▸ **RECORDS SHOWN**
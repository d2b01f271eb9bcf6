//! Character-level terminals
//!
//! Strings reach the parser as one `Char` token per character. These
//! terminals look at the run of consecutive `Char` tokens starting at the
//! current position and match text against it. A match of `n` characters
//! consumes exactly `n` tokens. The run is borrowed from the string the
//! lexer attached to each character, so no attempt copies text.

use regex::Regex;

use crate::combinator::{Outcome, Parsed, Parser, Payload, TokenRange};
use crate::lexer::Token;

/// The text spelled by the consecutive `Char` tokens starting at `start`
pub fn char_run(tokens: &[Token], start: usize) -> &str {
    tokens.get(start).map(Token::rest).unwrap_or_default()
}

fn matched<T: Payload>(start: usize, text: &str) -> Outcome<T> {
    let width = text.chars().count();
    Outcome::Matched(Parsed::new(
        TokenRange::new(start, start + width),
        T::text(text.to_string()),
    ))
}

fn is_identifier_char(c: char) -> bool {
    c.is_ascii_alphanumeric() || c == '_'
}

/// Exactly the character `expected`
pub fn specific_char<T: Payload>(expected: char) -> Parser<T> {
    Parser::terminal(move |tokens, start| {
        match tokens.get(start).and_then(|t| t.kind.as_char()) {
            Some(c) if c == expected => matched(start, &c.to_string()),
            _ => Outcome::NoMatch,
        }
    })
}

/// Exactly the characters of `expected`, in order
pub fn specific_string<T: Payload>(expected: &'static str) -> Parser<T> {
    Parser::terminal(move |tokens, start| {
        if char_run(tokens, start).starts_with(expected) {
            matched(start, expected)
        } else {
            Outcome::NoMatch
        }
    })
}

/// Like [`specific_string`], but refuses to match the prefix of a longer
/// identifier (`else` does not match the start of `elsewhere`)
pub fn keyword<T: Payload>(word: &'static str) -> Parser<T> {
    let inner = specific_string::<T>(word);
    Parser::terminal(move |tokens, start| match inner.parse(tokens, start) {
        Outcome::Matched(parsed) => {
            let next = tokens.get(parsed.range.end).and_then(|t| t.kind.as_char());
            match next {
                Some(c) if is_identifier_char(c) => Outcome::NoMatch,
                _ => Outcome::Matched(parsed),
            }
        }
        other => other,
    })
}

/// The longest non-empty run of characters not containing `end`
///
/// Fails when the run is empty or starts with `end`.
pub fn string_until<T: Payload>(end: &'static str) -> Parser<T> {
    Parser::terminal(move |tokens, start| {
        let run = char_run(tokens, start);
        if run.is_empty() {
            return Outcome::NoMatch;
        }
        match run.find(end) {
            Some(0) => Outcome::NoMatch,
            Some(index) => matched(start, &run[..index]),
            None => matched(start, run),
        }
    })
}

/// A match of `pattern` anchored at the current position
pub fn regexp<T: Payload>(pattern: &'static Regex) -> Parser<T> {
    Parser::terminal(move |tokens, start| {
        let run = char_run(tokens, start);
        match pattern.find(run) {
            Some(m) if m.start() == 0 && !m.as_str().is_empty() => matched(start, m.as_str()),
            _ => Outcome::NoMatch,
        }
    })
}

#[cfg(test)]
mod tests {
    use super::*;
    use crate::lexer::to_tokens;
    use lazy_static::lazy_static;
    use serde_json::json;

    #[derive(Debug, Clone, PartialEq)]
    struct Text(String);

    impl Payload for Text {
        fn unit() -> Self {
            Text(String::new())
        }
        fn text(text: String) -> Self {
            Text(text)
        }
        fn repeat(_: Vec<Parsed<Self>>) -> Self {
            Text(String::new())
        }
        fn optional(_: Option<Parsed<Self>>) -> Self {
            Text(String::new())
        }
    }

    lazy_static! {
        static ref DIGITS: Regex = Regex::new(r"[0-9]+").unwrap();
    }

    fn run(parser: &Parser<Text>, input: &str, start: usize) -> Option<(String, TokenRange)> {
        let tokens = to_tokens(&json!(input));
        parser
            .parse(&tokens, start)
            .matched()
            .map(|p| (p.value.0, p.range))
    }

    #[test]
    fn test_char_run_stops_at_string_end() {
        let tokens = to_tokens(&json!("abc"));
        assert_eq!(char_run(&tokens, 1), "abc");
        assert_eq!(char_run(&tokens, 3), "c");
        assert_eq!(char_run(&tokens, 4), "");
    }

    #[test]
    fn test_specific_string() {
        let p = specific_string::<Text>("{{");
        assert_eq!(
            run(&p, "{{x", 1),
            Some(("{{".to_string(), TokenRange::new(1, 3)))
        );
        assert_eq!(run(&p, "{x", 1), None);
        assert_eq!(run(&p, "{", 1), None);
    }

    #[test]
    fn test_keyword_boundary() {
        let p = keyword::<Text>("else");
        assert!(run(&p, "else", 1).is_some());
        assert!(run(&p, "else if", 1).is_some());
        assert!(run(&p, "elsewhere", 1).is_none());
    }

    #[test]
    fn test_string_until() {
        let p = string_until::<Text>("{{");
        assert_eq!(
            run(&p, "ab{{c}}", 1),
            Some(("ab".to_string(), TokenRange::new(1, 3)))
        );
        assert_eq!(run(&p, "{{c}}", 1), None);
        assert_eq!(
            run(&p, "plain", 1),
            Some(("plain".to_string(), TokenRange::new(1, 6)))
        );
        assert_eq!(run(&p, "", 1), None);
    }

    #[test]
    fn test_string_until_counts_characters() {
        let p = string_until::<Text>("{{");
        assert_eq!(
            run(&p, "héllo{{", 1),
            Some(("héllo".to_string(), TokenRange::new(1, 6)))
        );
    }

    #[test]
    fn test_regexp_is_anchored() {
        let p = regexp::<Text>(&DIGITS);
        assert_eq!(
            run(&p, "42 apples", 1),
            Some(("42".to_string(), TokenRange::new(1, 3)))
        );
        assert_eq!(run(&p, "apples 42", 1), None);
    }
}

▸ **WHAT YOU NEED TO DO**
Each line in the data that holds the string "kind" needs to be copied.

▸ **RESULT FOR THIS EXERCISE**
        match tokens.get(start).and_then(|t| t.kind.as_char()) {
            let next = tokens.get(parsed.range.end).and_then(|t| t.kind.as_char());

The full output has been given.